### WHAT YOU NEED TO DO
Please give again, word for word, the lines that lie between the start of the listing below and the line with "pub const DEFAULT_PAGE_SIZE: u32 = 50;", both included.

### RECORDED DATA

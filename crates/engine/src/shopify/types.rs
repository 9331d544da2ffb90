//! Request, page, and wire types for the variant feed.

use serde::Deserialize;
use stockbridge_core::variant::parse_gid;
use stockbridge_core::{InventoryLevelEntry, ShopifyVariantRecord, SyncFlag};

/// Default variants per backend page.
pub const DEFAULT_PAGE_SIZE: u32 = 50;

/// Parameters for one variant feed fetch.
#[derive(Debug, Clone)]
pub struct VariantFeedRequest {
    /// Variants requested per backend call.
    pub page_size: u32,
    /// Resume cursor from a previous page, if any.
    pub cursor: Option<String>,
    /// Shopify sort key name, e.g. `ID` or `TITLE`.
    pub sort_key: Option<String>,
    /// Reverse the sort order.
    pub sort_reverse: bool,
    /// Caller search terms. `status:active` is always appended on top.
    pub search: Option<String>,
    /// Keep only inventory levels at this location and drop variants not
    /// stocked there.
    pub location_id: Option<i64>,
}

impl Default for VariantFeedRequest {
    fn default() -> Self {
        Self {
            page_size: DEFAULT_PAGE_SIZE,
            cursor: None,
            sort_key: None,
            sort_reverse: false,
            search: None,
            location_id: None,
        }
    }
}

impl VariantFeedRequest {
    /// The search string actually sent to Shopify.
    ///
    /// Only active products are ever considered for sync, so `status:active`
    /// rides along with whatever the caller asked for.
    #[must_use]
    pub fn effective_query(&self) -> String {
        match self.search.as_deref().map(str::trim) {
            Some(s) if !s.is_empty() => format!("{s} status:active"),
            _ => "status:active".to_string(),
        }
    }
}

/// One page of the variant feed.
#[derive(Debug, Clone)]
pub struct VariantPage {
    /// Variants that survived GID parsing and the location filter.
    pub variants: Vec<ShopifyVariantRecord>,
    /// Whether Shopify reports more pages after this one.
    pub has_next_page: bool,
    /// Cursor to resume after this page.
    pub end_cursor: Option<String>,
}

/// Result of walking the whole feed.
#[derive(Debug, Clone, Default)]
pub struct VariantScan {
    /// Everything accumulated, in feed order.
    pub variants: Vec<ShopifyVariantRecord>,
    /// Backend pages fetched.
    pub pages_fetched: u32,
    /// False when the walk stopped early on a failed page or hit the
    /// iteration cap.
    pub complete: bool,
}

// Wire shapes for the productVariants query.

#[derive(Debug, Deserialize)]
#[serde(rename_all = "camelCase")]
pub(crate) struct VariantsData {
    pub(crate) product_variants: VariantConnection,
}

#[derive(Debug, Deserialize)]
#[serde(rename_all = "camelCase")]
pub(crate) struct VariantConnection {
    pub(crate) page_info: PageInfo,
    #[serde(default)]
    pub(crate) nodes: Vec<VariantNode>,
}

#[derive(Debug, Deserialize)]
#[serde(rename_all = "camelCase")]
pub(crate) struct PageInfo {
    pub(crate) has_next_page: bool,
    pub(crate) end_cursor: Option<String>,
}

#[derive(Debug, Deserialize)]
#[serde(rename_all = "camelCase")]
pub(crate) struct VariantNode {
    pub(crate) id: String,
    #[serde(default)]
    pub(crate) title: String,
    pub(crate) sku: Option<String>,
    pub(crate) barcode: Option<String>,
    pub(crate) inventory_quantity: Option<i64>,
    pub(crate) product: Option<ProductNode>,
    pub(crate) inventory_item: Option<InventoryItemNode>,
    pub(crate) pim_sync: Option<MetafieldNode>,
    pub(crate) pim_sync_timestamp: Option<MetafieldNode>,
}

#[derive(Debug, Deserialize)]
#[serde(rename_all = "camelCase")]
pub(crate) struct ProductNode {
    pub(crate) id: String,
    #[serde(default)]
    pub(crate) title: String,
    #[serde(default)]
    pub(crate) tags: Vec<String>,
}

#[derive(Debug, Deserialize)]
#[serde(rename_all = "camelCase")]
pub(crate) struct InventoryItemNode {
    pub(crate) id: String,
    pub(crate) inventory_levels: Option<LevelConnection>,
}

#[derive(Debug, Deserialize)]
pub(crate) struct LevelConnection {
    #[serde(default)]
    pub(crate) nodes: Vec<LevelNode>,
}

#[derive(Debug, Deserialize)]
pub(crate) struct LevelNode {
    pub(crate) location: LocationNode,
    #[serde(default)]
    pub(crate) quantities: Vec<QuantityNode>,
}

#[derive(Debug, Deserialize)]
pub(crate) struct LocationNode {
    pub(crate) id: String,
    #[serde(default)]
    pub(crate) name: String,
}

#[derive(Debug, Deserialize)]
pub(crate) struct QuantityNode {
    pub(crate) name: String,
    pub(crate) quantity: i64,
}

#[derive(Debug, Deserialize)]
pub(crate) struct MetafieldNode {
    pub(crate) value: String,
}

/// One entry of a mutation's `userErrors` array. Only the message is kept;
/// the offending field path rides along in the raw response for debugging.
#[derive(Debug, Deserialize)]
pub(crate) struct UserErrorNode {
    pub(crate) message: String,
}

impl VariantNode {
    /// Convert into the engine's record shape.
    ///
    /// Returns `None` when the variant must be dropped: its global ID does
    /// not parse, or a location filter is active and the variant carries no
    /// level at that location.
    pub(crate) fn into_record(self, location_filter: Option<i64>) -> Option<ShopifyVariantRecord> {
        let variant_id = parse_gid(&self.id)?;

        let (product_id, product_title, product_tags) = match self.product {
            Some(p) => (parse_gid(&p.id), p.title, p.tags),
            None => (None, String::new(), Vec::new()),
        };

        let (inventory_item_id, mut inventory_levels) = match self.inventory_item {
            Some(item) => {
                let levels = item
                    .inventory_levels
                    .map(|conn| {
                        conn.nodes
                            .into_iter()
                            .filter_map(level_entry)
                            .collect::<Vec<_>>()
                    })
                    .unwrap_or_default();
                (parse_gid(&item.id), levels)
            }
            None => (None, Vec::new()),
        };

        if let Some(location_id) = location_filter {
            inventory_levels.retain(|l| l.location_id == location_id);
            if inventory_levels.is_empty() {
                return None;
            }
        }

        let sync_flag =
            SyncFlag::from_metafield(self.pim_sync.as_ref().map(|m| m.value.as_str()));

        Some(ShopifyVariantRecord {
            variant_id,
            product_id,
            product_title,
            product_tags,
            variant_title: self.title,
            sku: self.sku.filter(|s| !s.is_empty()),
            barcode: self.barcode.filter(|s| !s.is_empty()),
            inventory_item_id,
            total_inventory: self.inventory_quantity.unwrap_or(0),
            inventory_levels,
            sync_flag,
            sync_timestamp: self
                .pim_sync_timestamp
                .map(|m| m.value)
                .filter(|v| !v.is_empty()),
        })
    }
}

fn level_entry(node: LevelNode) -> Option<InventoryLevelEntry> {
    let location_id = parse_gid(&node.location.id)?;
    let available = node
        .quantities
        .iter()
        .find(|q| q.name == "available")
        .map_or(0, |q| q.quantity);

    Some(InventoryLevelEntry {
        location_id,
        location_name: node.location.name,
        available,
    })
}

#[cfg(test)]
#[allow(clippy::unwrap_used)]
mod tests {
    use super::*;

    const NODE_JSON: &str = r#"{
        "id": "gid://shopify/ProductVariant/9001",
        "title": "M",
        "sku": "LS-M",
        "barcode": null,
        "inventoryQuantity": 12,
        "product": {
            "id": "gid://shopify/Product/42",
            "title": "Linen Shirt",
            "tags": ["Summer", "26SS", "Red"]
        },
        "inventoryItem": {
            "id": "gid://shopify/InventoryItem/777",
            "inventoryLevels": {
                "nodes": [
                    {
                        "location": {"id": "gid://shopify/Location/100", "name": "Seoul"},
                        "quantities": [{"name": "available", "quantity": 4}]
                    },
                    {
                        "location": {"id": "gid://shopify/Location/200", "name": "Busan"},
                        "quantities": [{"name": "available", "quantity": 8}]
                    }
                ]
            }
        },
        "pimSync": {"value": "true"},
        "pimSyncTimestamp": {"value": "2025-01-01T00:00:00+00:00"}
    }"#;

    fn node() -> VariantNode {
        serde_json::from_str(NODE_JSON).unwrap()
    }

    #[test]
    fn test_node_converts_to_record() {
        let record = node().into_record(None).unwrap();

        assert_eq!(record.variant_id, 9001);
        assert_eq!(record.product_id, Some(42));
        assert_eq!(record.product_title, "Linen Shirt");
        assert_eq!(record.product_tags, vec!["Summer", "26SS", "Red"]);
        assert_eq!(record.sku.as_deref(), Some("LS-M"));
        assert_eq!(record.inventory_item_id, Some(777));
        assert_eq!(record.total_inventory, 12);
        assert_eq!(record.inventory_levels.len(), 2);
        assert_eq!(record.sync_flag, SyncFlag::Included);
        assert_eq!(
            record.sync_timestamp.as_deref(),
            Some("2025-01-01T00:00:00+00:00")
        );
    }

    #[test]
    fn test_location_filter_keeps_only_matching_level() {
        let record = node().into_record(Some(200)).unwrap();

        assert_eq!(record.inventory_levels.len(), 1);
        assert_eq!(record.inventory_levels.first().unwrap().available, 8);
        assert_eq!(record.stock_for_location(Some(200)), 8);
    }

    #[test]
    fn test_location_filter_drops_unstocked_variant() {
        assert!(node().into_record(Some(999)).is_none());
    }

    #[test]
    fn test_unparseable_gid_drops_variant() {
        let mut raw = node();
        raw.id = "not-a-gid".to_string();
        assert!(raw.into_record(None).is_none());
    }

    #[test]
    fn test_effective_query_always_scopes_to_active() {
        let bare = VariantFeedRequest::default();
        assert_eq!(bare.effective_query(), "status:active");

        let with_search = VariantFeedRequest {
            search: Some("  sku:LS-* ".to_string()),
            ..Default::default()
        };
        assert_eq!(with_search.effective_query(), "sku:LS-* status:active");
    }

    #[test]
    fn test_missing_metafields_leave_flag_unset() {
        let raw: VariantNode =
            serde_json::from_str(r#"{"id": "gid://shopify/ProductVariant/1"}"#).unwrap();
        let record = raw.into_record(None).unwrap();

        assert_eq!(record.sync_flag, SyncFlag::Unset);
        assert!(record.sync_timestamp.is_none());
        assert_eq!(record.total_inventory, 0);
    }
}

### EXERCISE RESULT
filename crates/engine/src/shopify/types.rs
repository 9331d544da2ffb90
//! Request, page, and wire types for the variant feed.

use serde::Deserialize;
use stockbridge_core::variant::parse_gid;
use stockbridge_core::{InventoryLevelEntry, ShopifyVariantRecord, SyncFlag};

/// Default variants per backend page.
pub const DEFAULT_PAGE_SIZE: u32 = 50;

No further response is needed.